That’s what I labeled the behavior in the House of Commons in my last post and things have got even worse since.
The House of Commons is an arena to discuss, debate and challenge the decisions of the government but with our own Prime Minister making ‘Yo moma’ jokes, MPs seem to have lost sight of what they are paid £75,000 a year to do, and this is harming the public’s view of politics.
I am not claiming that all sessions in the House of Commons are bad, I know that most of the time the House isn’t full and the atmosphere is not as partisan. However quite often the house erupts into jeering, paper waving, micky taking mayhem, especially at Prime Ministers questions (PMQs). I know this is something we have grown to expect from PMQs and is one reason why it gets so much media coverage, but I feel it has gone too far and something must be done to preserve productive politics.
In last Wednesday’s PMQs a ‘Yo moma’ joke made from the opposition benches caused the Prime Minister to tell Jeremy Corbyn to ‘put on a proper suit, do up your tie, and sing the national anthem’ As entertaining as this clip may have been to the millions who viewed it on the news and on social media, the fact remains that this took up two minutes of the thirty minute period the opposition has to hold the government to account each week. As well as appearance being totally unrelated to how well a person can carryout their job, this seems like a remarkable waste of time, when put into context.
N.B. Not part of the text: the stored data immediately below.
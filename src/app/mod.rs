pub mod error;
pub mod session;

pub use error::{ReelwatchError, Result};
pub use session::Session;
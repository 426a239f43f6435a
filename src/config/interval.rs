//! Check interval parsing and display.

/// Parse an interval like "90s", "30m", "6h" or "1d" into seconds.
/// A bare number counts as minutes.
pub fn parse_interval(s: &str) -> Result<u64, String> {
    let s = s.trim().to_lowercase();

    if let Some(hours) = s.strip_suffix('h') {
        hours
            .trim()
            .parse::<u64>()
            .map(|h| h.saturating_mul(3600))
            .map_err(|_| format!("Invalid hours: {}", hours))
    } else if let Some(minutes) = s.strip_suffix('m') {
        minutes
            .trim()
            .parse::<u64>()
            .map(|m| m.saturating_mul(60))
            .map_err(|_| format!("Invalid minutes: {}", minutes))
    } else if let Some(days) = s.strip_suffix('d') {
        days.trim()
            .parse::<u64>()
            .map(|d| d.saturating_mul(86400))
            .map_err(|_| format!("Invalid days: {}", days))
    } else if let Some(secs) = s.strip_suffix('s') {
        secs.trim()
            .parse::<u64>()
            .map_err(|_| format!("Invalid seconds: {}", secs))
    } else {
        s.parse::<u64>()
            .map(|m| m.saturating_mul(60))
            .map_err(|_| format!("Invalid interval: {}. Use format like '30m', '1h', '1d'", s))
    }
}

/// Format interval for display
pub fn format_interval(secs: u64) -> String {
    if secs >= 86400 && secs.is_multiple_of(86400) {
        format!("{}d", secs / 86400)
    } else if secs >= 3600 && secs.is_multiple_of(3600) {
        format!("{}h", secs / 3600)
    } else if secs >= 60 && secs.is_multiple_of(60) {
        format!("{}m", secs / 60)
    } else {
        format!("{}s", secs)
    }
}
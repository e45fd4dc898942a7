//! # Update Command Implementation
//!
//! Re-resolves registered repositories and regenerates their modules.
//!
//! ## Functionality
//!
//! - **Single repository**: `update owner/repo` re-resolves the stored
//!   display version, so a moved major tag or branch picks up its new
//!   commit. `--ref` switches to a different ref.
//! - **Everything**: without an argument every registered repository is
//!   updated in turn. A failure for one repository does not stop the
//!   others; the command exits non-zero afterwards.
//!
//! The registry is saved once, after every repository was processed.

use anyhow::Result;
use clap::Args;
use log::warn;

use action_synth::output::{emoji, spinner};
use action_synth::suggestions;
use action_synth::synthesis::{Outcome, SynthesisReport, TreeSynthesizer};

use super::{git_providers, open_workspace, print_json, print_report};
use crate::cli::GlobalArgs;

/// Re-resolve registered repositories and regenerate their modules
#[derive(Args, Debug)]
pub struct UpdateArgs {
    /// Registered repository to update. Updates every repository when omitted.
    #[arg(value_name = "OWNER/REPO")]
    pub org_repo: Option<String>,

    /// Ref to move the repository to, instead of its stored version
    #[arg(long = "ref", value_name = "REF", requires = "org_repo")]
    pub new_ref: Option<String>,

    /// Token for repository access. Falls back to GITHUB_TOKEN unless the
    /// registry sets `tokenSource` to `config`.
    #[arg(long, value_name = "TOKEN")]
    pub token: Option<String>,

    /// Print a machine-readable summary
    #[arg(long)]
    pub json: bool,
}

/// Execute the `update` command.
pub fn execute(args: UpdateArgs, global: &GlobalArgs) -> Result<()> {
    let mut workspace = open_workspace(global, true)?;
    let registered = workspace.registry.repositories();

    let targets = match &args.org_repo {
        Some(org_repo) => {
            let org_repo = org_repo.trim().trim_end_matches('/').to_string();
            if !registered.contains(&org_repo) {
                return Err(suggestions::not_registered(&org_repo, &registered));
            }
            vec![org_repo]
        }
        None => registered,
    };

    let output = if args.json {
        global.output.clone().quiet()
    } else {
        global.output.clone()
    };
    if targets.is_empty() {
        if args.json {
            print_json(&Vec::<SynthesisReport>::new())?;
        } else {
            println!("No actions registered.");
        }
        return Ok(());
    }

    let token = workspace.registry.options.token(args.token.as_deref());
    let (revisions, working_copies) = git_providers(global, token);
    let synthesizer = TreeSynthesizer::new(&revisions, &working_copies);

    let mut reports = Vec::new();
    let mut errors = Vec::new();
    for org_repo in &targets {
        let progress = spinner(&output, format!("Updating {}", org_repo));
        let result = synthesizer.update(
            &mut workspace.registry,
            workspace.store.resolver(),
            org_repo,
            args.new_ref.as_deref(),
        );
        progress.finish_and_clear();

        match result {
            Ok(report) => {
                if !args.json {
                    print_report("Updated", &report, &output);
                }
                reports.push(report);
            }
            Err(e) => {
                warn!("Update of {} failed: {}", org_repo, e);
                if !args.json {
                    eprintln!("{} {}: {}", emoji(&output, "❌", "[FAIL]"), org_repo, e);
                }
                errors.push(format!("{}: {}", org_repo, e));
            }
        }
    }

    if !reports.is_empty() {
        workspace.save()?;
    }
    if args.json {
        print_json(&reports)?;
    }

    let partial: Vec<&SynthesisReport> = reports
        .iter()
        .filter(|r| r.outcome() == Outcome::Partial)
        .collect();
    match (errors.is_empty(), partial.as_slice()) {
        (true, []) => Ok(()),
        (true, [only]) if targets.len() == 1 => Err(suggestions::partial_failure(only)),
        _ => {
            let failed_actions: usize = partial.iter().map(|r| r.failures.len()).sum();
            let mut message = format!(
                "{} of {} repositories failed to update",
                errors.len(),
                targets.len()
            );
            if failed_actions > 0 {
                message.push_str(&format!(", {} action(s) failed", failed_actions));
            }
            for error in &errors {
                message.push_str(&format!("\n  {}", error));
            }
            Err(anyhow::anyhow!(message))
        }
    }
}
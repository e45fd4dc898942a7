//! Identifier derivation for generated code.
//!
//! A declared action name (or a caller-supplied override) is broken into
//! words at every non-alphanumeric character. Each word is title-cased (upper
//! first letter, lower rest) and the words are concatenated into a type-style
//! identifier: `Setup node` gives `SetupNode`, `AWS CLI` gives `AwsCli`.
//! Lower-casing the first character gives the call-style identifier
//! (`setupNode`).

use std::collections::{HashMap, HashSet};
use std::sync::OnceLock;

use regex::Regex;

use crate::error::{Error, Result};

/// Words the generated factory can never be named after.
const RESERVED: &[&str] = &[
    "break", "case", "catch", "class", "const", "continue", "debugger", "default", "delete", "do",
    "else", "enum", "export", "extends", "false", "finally", "for", "function", "if", "import",
    "in", "instanceof", "new", "null", "return", "super", "switch", "this", "throw", "true", "try",
    "typeof", "var", "void", "while", "with", "yield", "let", "static", "await", "uses",
];

fn property_pattern() -> &'static Regex {
    static PATTERN: OnceLock<Regex> = OnceLock::new();
    PATTERN.get_or_init(|| Regex::new(r"^[A-Za-z_$][A-Za-z0-9_$]*$").expect("static pattern"))
}

/// Splits text into alphanumeric words.
pub fn words(text: &str) -> Vec<String> {
    text.split(|c: char| !c.is_ascii_alphanumeric())
        .filter(|w| !w.is_empty())
        .map(str::to_string)
        .collect()
}

fn title_case(word: &str) -> String {
    let mut chars = word.chars();
    match chars.next() {
        Some(first) => {
            first.to_ascii_uppercase().to_string() + &chars.as_str().to_ascii_lowercase()
        }
        None => String::new(),
    }
}

/// Type-style identifier for free text, e.g. `"Setup Node.js"` -> `SetupNodeJs`.
pub fn type_identifier(text: &str) -> Result<String> {
    let ident: String = words(text).iter().map(|w| title_case(w)).collect();
    if ident.is_empty() {
        return Err(Error::Codegen {
            org_repo: String::new(),
            message: format!("'{}' contains no letters or digits", text),
        });
    }
    if ident.starts_with(|c: char| c.is_ascii_digit()) {
        return Ok(format!("_{}", ident));
    }
    Ok(ident)
}

/// Call-style identifier for a type-style one: `SetupNode` -> `setupNode`.
pub fn call_identifier(type_ident: &str) -> String {
    let mut chars = type_ident.chars();
    let lowered = match chars.next() {
        Some(first) => first.to_ascii_lowercase().to_string() + chars.as_str(),
        None => String::new(),
    };
    if RESERVED.contains(&lowered.as_str()) {
        format!("{}Action", lowered)
    } else {
        lowered
    }
}

/// Text the identifier of one schema is derived from.
///
/// When several schemas share a repository the subpath is appended as extra
/// words so that sibling identifiers stay distinct.
pub fn identity_text(name: &str, identity_override: Option<&str>, subpath: &str, shared: bool) -> String {
    let base = identity_override
        .filter(|o| !o.trim().is_empty())
        .unwrap_or(name);
    if shared && !subpath.is_empty() {
        format!("{} {}", base, subpath)
    } else {
        base.to_string()
    }
}

/// Derives the type-style identifier of one schema.
///
/// Falls back to the repository name when the schema declares no usable name.
pub fn derive_identifier(
    name: &str,
    identity_override: Option<&str>,
    subpath: &str,
    shared: bool,
    org_repo: &str,
) -> Result<String> {
    let text = identity_text(name, identity_override, subpath, shared);
    type_identifier(&text).or_else(|_| {
        let repo = crate::reference::split_org_repo(org_repo).1;
        let fallback = identity_text(repo, None, subpath, shared);
        type_identifier(&fallback).map_err(|_| Error::Codegen {
            org_repo: org_repo.to_string(),
            message: format!("cannot derive an identifier from '{}'", text),
        })
    })
}

/// Makes identifiers unique, in order, by appending a counter to repeats.
///
/// The first occurrence keeps its identifier unless `reserved` already holds
/// it; repeats become `Name2`, `Name3`, and so on, skipping any name taken.
pub fn disambiguate(idents: Vec<String>, reserved: &[String]) -> Vec<String> {
    let mut seen: HashMap<String, usize> = reserved.iter().map(|r| (r.clone(), 1)).collect();
    let mut taken: HashSet<String> = idents.iter().chain(reserved).cloned().collect();
    let mut result = Vec::with_capacity(idents.len());

    for ident in idents {
        let count = seen.entry(ident.clone()).or_insert(0);
        *count += 1;
        if *count == 1 {
            result.push(ident);
            continue;
        }
        let mut n = *count;
        let mut candidate = format!("{}{}", ident, n);
        while taken.contains(&candidate) {
            n += 1;
            candidate = format!("{}{}", ident, n);
        }
        *count = n;
        taken.insert(candidate.clone());
        result.push(candidate);
    }

    result
}

/// True when `key` can be written as a bare object property.
pub fn is_plain_property(key: &str) -> bool {
    property_pattern().is_match(key)
}
//! Optional external pretty-printer run over written files.

use std::path::{Path, PathBuf};
use std::process::Command;

use log::{debug, warn};

/// Runs `command` with `files` appended, from `cwd`.
///
/// A formatter that is missing or exits unsuccessfully only produces a
/// warning: the generated files are already valid as written.
pub fn run_formatter(command: &[String], files: &[PathBuf], cwd: &Path) -> bool {
    let Some((program, args)) = command.split_first() else {
        return true;
    };
    if files.is_empty() {
        return true;
    }

    debug!("Formatting {} file(s) with {}", files.len(), program);
    let output = Command::new(program)
        .args(args)
        .args(files)
        .current_dir(cwd)
        .output();

    match output {
        Ok(output) if output.status.success() => true,
        Ok(output) => {
            warn!(
                "Formatter '{}' exited with {}: {}",
                program,
                output.status,
                String::from_utf8_lossy(&output.stderr).trim()
            );
            false
        }
        Err(e) => {
            warn!("Could not run formatter '{}': {}", program, e);
            false
        }
    }
}
//! # Action Schemas
//!
//! Reads the declarative schema (`action.yml` / `action.yaml`) of an action
//! from a working copy, and discovers every subpath of a repository that
//! hosts one.
//!
//! Inputs and outputs keep their declaration order so the generated code
//! reads like the schema it came from.

use std::collections::BTreeSet;
use std::fs;
use std::path::Path;

use serde::{Deserialize, Serialize};
use serde_yaml::{Mapping, Value};
use walkdir::WalkDir;

use crate::defaults::{SCHEMA_FILENAMES, SKIPPED_DIRS};
use crate::error::{Error, Result};

/// A declared action input.
#[derive(Debug, Clone, Default, PartialEq, Eq, Serialize, Deserialize)]
pub struct InputSpec {
    pub description: Option<String>,
    pub required: bool,
    pub default: Option<String>,
    pub deprecation_message: Option<String>,
}

/// A declared action output.
#[derive(Debug, Clone, Default, PartialEq, Eq, Serialize, Deserialize)]
pub struct OutputSpec {
    pub description: Option<String>,
}

/// The parsed schema of one action.
#[derive(Debug, Clone, Default, PartialEq, Eq, Serialize, Deserialize)]
pub struct ActionSchema {
    pub name: String,
    pub description: Option<String>,
    pub inputs: Vec<(String, InputSpec)>,
    pub outputs: Vec<(String, OutputSpec)>,
}

impl ActionSchema {
    /// True when at least one input must be supplied by the caller.
    pub fn has_required_input(&self) -> bool {
        self.inputs.iter().any(|(_, input)| input.required)
    }
}

#[derive(Deserialize)]
struct RawSchema {
    name: Option<Value>,
    description: Option<Value>,
    inputs: Option<Value>,
    outputs: Option<Value>,
}

/// Renders a YAML scalar as the text a user would have typed.
fn scalar_text(value: &Value) -> Option<String> {
    match value {
        Value::Null => None,
        Value::Bool(b) => Some(b.to_string()),
        Value::Number(n) => Some(n.to_string()),
        Value::String(s) => Some(s.clone()),
        Value::Tagged(tagged) => scalar_text(&tagged.value),
        other => serde_yaml::to_string(other)
            .ok()
            .map(|s| s.trim_end().to_string()),
    }
}

fn is_required(value: Option<&Value>) -> bool {
    match value {
        Some(Value::Bool(b)) => *b,
        Some(Value::String(s)) => s.trim().eq_ignore_ascii_case("true"),
        _ => false,
    }
}

fn entries(value: Option<Value>, origin: &str, section: &str) -> Result<Vec<(String, Mapping)>> {
    let mapping = match value {
        None | Some(Value::Null) => return Ok(Vec::new()),
        Some(Value::Mapping(m)) => m,
        Some(_) => {
            return Err(Error::SchemaParse {
                path: origin.to_string(),
                message: format!("'{}' must be a mapping", section),
            })
        }
    };

    let mut result = Vec::with_capacity(mapping.len());
    for (key, value) in mapping {
        let key = scalar_text(&key).ok_or_else(|| Error::SchemaParse {
            path: origin.to_string(),
            message: format!("'{}' contains an empty key", section),
        })?;
        let fields = match value {
            Value::Mapping(m) => m,
            _ => Mapping::new(),
        };
        result.push((key, fields));
    }
    Ok(result)
}

fn text_field(fields: &Mapping, name: &str) -> Option<String> {
    fields.get(name).and_then(scalar_text)
}

/// Parses schema text. `origin` names the file in error messages.
pub fn parse_schema(content: &str, origin: &str) -> Result<ActionSchema> {
    let raw: RawSchema = serde_yaml::from_str(content).map_err(|e| Error::SchemaParse {
        path: origin.to_string(),
        message: e.to_string(),
    })?;

    let name = raw
        .name
        .as_ref()
        .and_then(scalar_text)
        .unwrap_or_default();

    let inputs = entries(raw.inputs, origin, "inputs")?
        .into_iter()
        .map(|(key, fields)| {
            let spec = InputSpec {
                description: text_field(&fields, "description"),
                required: is_required(fields.get("required")),
                default: text_field(&fields, "default"),
                deprecation_message: text_field(&fields, "deprecationMessage"),
            };
            (key, spec)
        })
        .collect();

    let outputs = entries(raw.outputs, origin, "outputs")?
        .into_iter()
        .map(|(key, fields)| {
            let spec = OutputSpec {
                description: text_field(&fields, "description"),
            };
            (key, spec)
        })
        .collect();

    Ok(ActionSchema {
        name,
        description: raw.description.as_ref().and_then(scalar_text),
        inputs,
        outputs,
    })
}

/// Loads the schema at `subpath` of a working copy.
pub fn load_schema(root: &Path, subpath: &str, org_repo: &str) -> Result<ActionSchema> {
    let dir = if subpath.is_empty() {
        root.to_path_buf()
    } else {
        root.join(subpath)
    };

    let file = SCHEMA_FILENAMES
        .iter()
        .map(|name| dir.join(name))
        .find(|candidate| candidate.is_file())
        .ok_or_else(|| Error::SchemaNotFound {
            org_repo: org_repo.to_string(),
            subpath: subpath.to_string(),
        })?;

    let content = fs::read_to_string(&file).map_err(|e| Error::SchemaParse {
        path: file.display().to_string(),
        message: e.to_string(),
    })?;

    let origin = if subpath.is_empty() {
        format!("{}/{}", org_repo, file_name(&file))
    } else {
        format!("{}/{}/{}", org_repo, subpath, file_name(&file))
    };
    parse_schema(&content, &origin)
}

fn file_name(path: &Path) -> String {
    path.file_name()
        .map(|n| n.to_string_lossy().to_string())
        .unwrap_or_default()
}

/// Lists every subpath of `root` holding a schema file, sorted, with `""`
/// for the root itself. Version-control and dependency directories are
/// skipped.
pub fn discover_subpaths(root: &Path) -> Result<Vec<String>> {
    let mut found = BTreeSet::new();

    let walker = WalkDir::new(root)
        .follow_links(false)
        .into_iter()
        .filter_entry(|entry| {
            entry.depth() == 0
                || !(entry.file_type().is_dir()
                    && SKIPPED_DIRS.contains(&entry.file_name().to_string_lossy().as_ref()))
        });

    for entry in walker {
        let entry = entry.map_err(|e| Error::filesystem(root, e))?;
        if !entry.file_type().is_file() {
            continue;
        }
        let name = entry.file_name().to_string_lossy();
        if !SCHEMA_FILENAMES.contains(&name.as_ref()) {
            continue;
        }

        let parent = entry.path().parent().unwrap_or(root);
        let relative = parent.strip_prefix(root).unwrap_or(Path::new(""));
        let subpath = relative
            .components()
            .map(|c| c.as_os_str().to_string_lossy().to_string())
            .collect::<Vec<_>>()
            .join("/");
        found.insert(subpath);
    }

    Ok(found.into_iter().collect())
}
To add more context to this issue, if I behaved in a similar manner, by throwing paper as I shouted jibes at my fellow students in a lesson at college, I would be given some rather heavy punishments. So when did it become OK for MPs to act in this way? Especially when they have a country to run.
I feel this is a reason why many people are becoming more and more disconnected from politics. When you see the majority white, middle aged, male population of the Commons it is easy to understand why many feel they are not represented well enough, and then when their MP or Prime Minister appears on the news making ‘Yo moma’ jokes, while his colleagues cheer him on, you can’t blame 34% of the public for not voting, a key part of political participation.
This is an issue raised by Jeremy Cobryn shortly after his election as Labour leader and it doesn’t seem to have had much effect. So the hope that I can have an impact is relatively small, but I hope I may influence you so that when you next feel frustrated by the behavior of MPs in the Commons, you will not turn a blind eye but say you are not happy with their conduct and force a change in attitude from the people who work for you.